+++ Extracted data

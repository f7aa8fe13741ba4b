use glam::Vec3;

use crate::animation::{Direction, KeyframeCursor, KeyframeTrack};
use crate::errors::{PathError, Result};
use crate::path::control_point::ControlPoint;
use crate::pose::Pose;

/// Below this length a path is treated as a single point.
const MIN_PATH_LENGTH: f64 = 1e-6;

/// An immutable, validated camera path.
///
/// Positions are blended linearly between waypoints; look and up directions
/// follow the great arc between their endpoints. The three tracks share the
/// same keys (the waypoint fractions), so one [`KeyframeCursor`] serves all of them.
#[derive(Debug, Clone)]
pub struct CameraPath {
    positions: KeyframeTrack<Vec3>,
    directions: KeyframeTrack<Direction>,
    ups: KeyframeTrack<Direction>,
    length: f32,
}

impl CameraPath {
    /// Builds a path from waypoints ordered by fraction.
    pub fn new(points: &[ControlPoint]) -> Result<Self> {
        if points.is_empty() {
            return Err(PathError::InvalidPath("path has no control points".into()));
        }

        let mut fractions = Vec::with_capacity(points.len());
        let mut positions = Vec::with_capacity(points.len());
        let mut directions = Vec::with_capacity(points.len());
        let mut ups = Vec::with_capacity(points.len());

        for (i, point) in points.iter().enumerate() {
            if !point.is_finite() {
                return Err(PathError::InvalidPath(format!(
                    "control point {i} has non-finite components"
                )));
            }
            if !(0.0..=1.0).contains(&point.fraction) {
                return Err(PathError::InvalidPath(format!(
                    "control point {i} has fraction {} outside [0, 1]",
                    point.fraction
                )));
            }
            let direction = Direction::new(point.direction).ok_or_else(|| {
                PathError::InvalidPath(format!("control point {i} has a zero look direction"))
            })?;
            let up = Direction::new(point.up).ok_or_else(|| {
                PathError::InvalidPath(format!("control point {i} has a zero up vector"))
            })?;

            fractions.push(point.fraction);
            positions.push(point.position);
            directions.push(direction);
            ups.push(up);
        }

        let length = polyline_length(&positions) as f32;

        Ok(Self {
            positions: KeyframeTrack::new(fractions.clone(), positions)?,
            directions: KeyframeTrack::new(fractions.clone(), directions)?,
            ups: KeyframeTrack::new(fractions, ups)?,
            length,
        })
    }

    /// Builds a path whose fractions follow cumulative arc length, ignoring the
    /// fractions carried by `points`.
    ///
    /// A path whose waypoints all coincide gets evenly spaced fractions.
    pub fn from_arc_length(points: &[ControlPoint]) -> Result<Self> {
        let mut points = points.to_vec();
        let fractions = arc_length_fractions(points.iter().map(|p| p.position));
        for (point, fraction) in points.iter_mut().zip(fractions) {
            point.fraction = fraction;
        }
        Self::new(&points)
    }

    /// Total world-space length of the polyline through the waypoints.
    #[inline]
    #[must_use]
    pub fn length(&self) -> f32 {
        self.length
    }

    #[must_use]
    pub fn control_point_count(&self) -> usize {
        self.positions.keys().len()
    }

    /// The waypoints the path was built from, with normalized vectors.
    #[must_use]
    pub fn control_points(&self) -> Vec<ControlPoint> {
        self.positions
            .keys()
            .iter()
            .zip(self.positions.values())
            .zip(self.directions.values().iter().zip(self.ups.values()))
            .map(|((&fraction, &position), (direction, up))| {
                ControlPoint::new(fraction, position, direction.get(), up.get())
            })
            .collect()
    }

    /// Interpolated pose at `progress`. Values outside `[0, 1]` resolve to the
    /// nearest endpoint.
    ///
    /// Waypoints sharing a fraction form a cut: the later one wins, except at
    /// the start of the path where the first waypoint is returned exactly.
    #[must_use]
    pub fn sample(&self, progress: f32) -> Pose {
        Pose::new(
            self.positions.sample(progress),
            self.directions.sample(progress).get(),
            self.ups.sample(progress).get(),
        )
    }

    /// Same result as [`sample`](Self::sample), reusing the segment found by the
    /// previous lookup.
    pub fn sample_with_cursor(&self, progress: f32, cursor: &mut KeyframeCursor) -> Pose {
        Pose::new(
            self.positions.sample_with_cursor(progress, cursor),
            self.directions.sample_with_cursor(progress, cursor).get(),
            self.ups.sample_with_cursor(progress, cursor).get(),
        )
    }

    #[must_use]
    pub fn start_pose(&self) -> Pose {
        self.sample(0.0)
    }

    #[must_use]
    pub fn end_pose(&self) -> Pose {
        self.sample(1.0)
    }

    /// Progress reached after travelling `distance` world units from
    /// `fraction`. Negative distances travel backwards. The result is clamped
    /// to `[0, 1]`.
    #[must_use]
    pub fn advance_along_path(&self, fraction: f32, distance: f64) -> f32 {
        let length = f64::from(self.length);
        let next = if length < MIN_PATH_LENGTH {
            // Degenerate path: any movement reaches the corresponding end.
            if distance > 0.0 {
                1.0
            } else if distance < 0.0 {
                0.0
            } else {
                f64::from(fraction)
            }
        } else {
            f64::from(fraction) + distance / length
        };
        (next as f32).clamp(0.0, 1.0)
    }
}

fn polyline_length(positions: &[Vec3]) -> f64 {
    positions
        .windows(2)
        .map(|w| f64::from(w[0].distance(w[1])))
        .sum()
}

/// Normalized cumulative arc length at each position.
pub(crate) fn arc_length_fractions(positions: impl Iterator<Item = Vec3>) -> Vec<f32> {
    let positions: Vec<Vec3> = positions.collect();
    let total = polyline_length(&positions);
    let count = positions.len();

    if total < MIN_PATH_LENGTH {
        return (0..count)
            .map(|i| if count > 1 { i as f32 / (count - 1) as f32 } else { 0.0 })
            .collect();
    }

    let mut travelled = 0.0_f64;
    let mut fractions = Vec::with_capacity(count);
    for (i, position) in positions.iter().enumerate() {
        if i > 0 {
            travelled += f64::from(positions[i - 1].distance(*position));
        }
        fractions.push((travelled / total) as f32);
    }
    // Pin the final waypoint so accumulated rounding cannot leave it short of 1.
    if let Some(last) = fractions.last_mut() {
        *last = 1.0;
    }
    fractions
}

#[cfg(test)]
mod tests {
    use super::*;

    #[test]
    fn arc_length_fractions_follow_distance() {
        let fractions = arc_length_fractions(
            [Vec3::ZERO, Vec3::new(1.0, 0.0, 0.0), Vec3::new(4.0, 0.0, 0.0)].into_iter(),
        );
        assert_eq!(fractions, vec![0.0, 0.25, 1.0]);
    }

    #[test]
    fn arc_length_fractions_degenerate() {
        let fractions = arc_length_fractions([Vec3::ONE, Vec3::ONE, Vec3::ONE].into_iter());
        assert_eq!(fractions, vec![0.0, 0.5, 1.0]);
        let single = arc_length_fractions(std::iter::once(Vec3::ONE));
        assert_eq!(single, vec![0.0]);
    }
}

++++++
+++ Extracted data

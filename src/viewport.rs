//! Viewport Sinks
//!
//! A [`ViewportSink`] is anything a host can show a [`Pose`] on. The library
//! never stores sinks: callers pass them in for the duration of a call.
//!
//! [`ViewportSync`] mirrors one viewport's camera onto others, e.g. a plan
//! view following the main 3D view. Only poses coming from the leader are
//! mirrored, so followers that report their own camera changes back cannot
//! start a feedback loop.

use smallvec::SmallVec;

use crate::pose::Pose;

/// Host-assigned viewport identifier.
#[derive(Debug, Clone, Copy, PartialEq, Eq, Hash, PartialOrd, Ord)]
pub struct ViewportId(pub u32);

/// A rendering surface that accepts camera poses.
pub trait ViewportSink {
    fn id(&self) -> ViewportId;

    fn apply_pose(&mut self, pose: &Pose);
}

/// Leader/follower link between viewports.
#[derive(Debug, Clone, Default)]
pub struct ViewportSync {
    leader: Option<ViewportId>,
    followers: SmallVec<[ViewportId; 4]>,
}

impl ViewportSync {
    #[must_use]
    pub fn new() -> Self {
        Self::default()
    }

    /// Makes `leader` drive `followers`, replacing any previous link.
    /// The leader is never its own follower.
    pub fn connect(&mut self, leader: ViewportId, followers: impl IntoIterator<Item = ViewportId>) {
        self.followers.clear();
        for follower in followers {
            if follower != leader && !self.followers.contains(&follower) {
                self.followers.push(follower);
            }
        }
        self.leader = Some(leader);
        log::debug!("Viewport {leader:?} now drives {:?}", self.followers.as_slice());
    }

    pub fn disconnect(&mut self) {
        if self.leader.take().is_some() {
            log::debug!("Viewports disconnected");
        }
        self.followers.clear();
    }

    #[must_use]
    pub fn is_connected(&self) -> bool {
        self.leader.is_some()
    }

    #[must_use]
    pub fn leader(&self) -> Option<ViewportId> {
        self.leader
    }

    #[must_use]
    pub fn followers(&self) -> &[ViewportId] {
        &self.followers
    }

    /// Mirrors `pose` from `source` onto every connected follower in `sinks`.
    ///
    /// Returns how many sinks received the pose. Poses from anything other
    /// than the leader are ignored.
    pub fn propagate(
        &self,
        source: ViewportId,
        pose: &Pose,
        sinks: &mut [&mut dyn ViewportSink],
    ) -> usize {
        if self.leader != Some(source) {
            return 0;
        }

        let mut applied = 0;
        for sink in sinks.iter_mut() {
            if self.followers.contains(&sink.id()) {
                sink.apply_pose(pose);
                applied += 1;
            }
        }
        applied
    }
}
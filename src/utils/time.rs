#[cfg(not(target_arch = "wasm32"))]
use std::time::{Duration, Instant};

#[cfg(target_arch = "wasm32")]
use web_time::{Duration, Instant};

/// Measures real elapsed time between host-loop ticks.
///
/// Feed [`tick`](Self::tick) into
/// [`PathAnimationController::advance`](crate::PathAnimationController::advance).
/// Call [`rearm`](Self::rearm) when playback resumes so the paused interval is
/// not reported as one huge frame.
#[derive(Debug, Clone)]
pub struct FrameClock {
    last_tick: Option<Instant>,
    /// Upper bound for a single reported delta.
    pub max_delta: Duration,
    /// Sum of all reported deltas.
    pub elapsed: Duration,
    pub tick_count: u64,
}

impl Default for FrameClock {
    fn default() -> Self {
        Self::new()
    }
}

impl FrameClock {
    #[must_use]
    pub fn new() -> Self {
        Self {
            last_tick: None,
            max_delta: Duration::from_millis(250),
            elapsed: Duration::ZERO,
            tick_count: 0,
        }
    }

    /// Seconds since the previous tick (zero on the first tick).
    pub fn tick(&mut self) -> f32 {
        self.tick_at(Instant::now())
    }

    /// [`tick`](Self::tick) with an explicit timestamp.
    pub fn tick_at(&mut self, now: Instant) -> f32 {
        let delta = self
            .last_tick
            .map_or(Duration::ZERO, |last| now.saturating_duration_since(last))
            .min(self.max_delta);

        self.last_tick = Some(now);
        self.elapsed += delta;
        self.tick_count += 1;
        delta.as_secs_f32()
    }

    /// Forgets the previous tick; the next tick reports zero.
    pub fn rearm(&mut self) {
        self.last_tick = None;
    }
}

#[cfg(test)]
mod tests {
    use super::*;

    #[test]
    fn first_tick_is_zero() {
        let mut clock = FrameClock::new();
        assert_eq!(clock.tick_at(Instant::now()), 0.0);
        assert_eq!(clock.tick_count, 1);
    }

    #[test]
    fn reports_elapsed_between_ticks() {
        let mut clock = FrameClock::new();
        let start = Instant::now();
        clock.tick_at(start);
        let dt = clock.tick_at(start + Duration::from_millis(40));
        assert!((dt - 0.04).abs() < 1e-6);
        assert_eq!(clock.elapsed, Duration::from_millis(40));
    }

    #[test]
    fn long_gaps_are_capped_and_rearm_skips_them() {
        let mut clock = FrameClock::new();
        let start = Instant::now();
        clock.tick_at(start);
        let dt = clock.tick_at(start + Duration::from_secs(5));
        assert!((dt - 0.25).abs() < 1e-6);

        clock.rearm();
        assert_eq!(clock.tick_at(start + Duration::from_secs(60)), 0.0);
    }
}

++++++

> **What you will do**
Quote the data above from the line containing "pub fn tick(&mut" to the line containing "clock.rearm();", inclusive, and stop.

> **Solution to this exercise**
    pub fn tick(&mut self) -> f32 {
        self.tick_at(Instant::now())
    }

    /// [`tick`](Self::tick) with an explicit timestamp.
    pub fn tick_at(&mut self, now: Instant) -> f32 {
        let delta = self
            .last_tick
            .map_or(Duration::ZERO, |last| now.saturating_duration_since(last))
            .min(self.max_delta);

        self.last_tick = Some(now);
        self.elapsed += delta;
        self.tick_count += 1;
        delta.as_secs_f32()
    }

    /// Forgets the previous tick; the next tick reports zero.
    pub fn rearm(&mut self) {
        self.last_tick = None;
    }
}

#[cfg(test)]
mod tests {
    use super::*;

    #[test]
    fn first_tick_is_zero() {
        let mut clock = FrameClock::new();
        assert_eq!(clock.tick_at(Instant::now()), 0.0);
        assert_eq!(clock.tick_count, 1);
    }

    #[test]
    fn reports_elapsed_between_ticks() {
        let mut clock = FrameClock::new();
        let start = Instant::now();
        clock.tick_at(start);
        let dt = clock.tick_at(start + Duration::from_millis(40));
        assert!((dt - 0.04).abs() < 1e-6);
        assert_eq!(clock.elapsed, Duration::from_millis(40));
    }

    #[test]
    fn long_gaps_are_capped_and_rearm_skips_them() {
        let mut clock = FrameClock::new();
        let start = Instant::now();
        clock.tick_at(start);
        let dt = clock.tick_at(start + Duration::from_secs(5));
        assert!((dt - 0.25).abs() < 1e-6);

        clock.rearm();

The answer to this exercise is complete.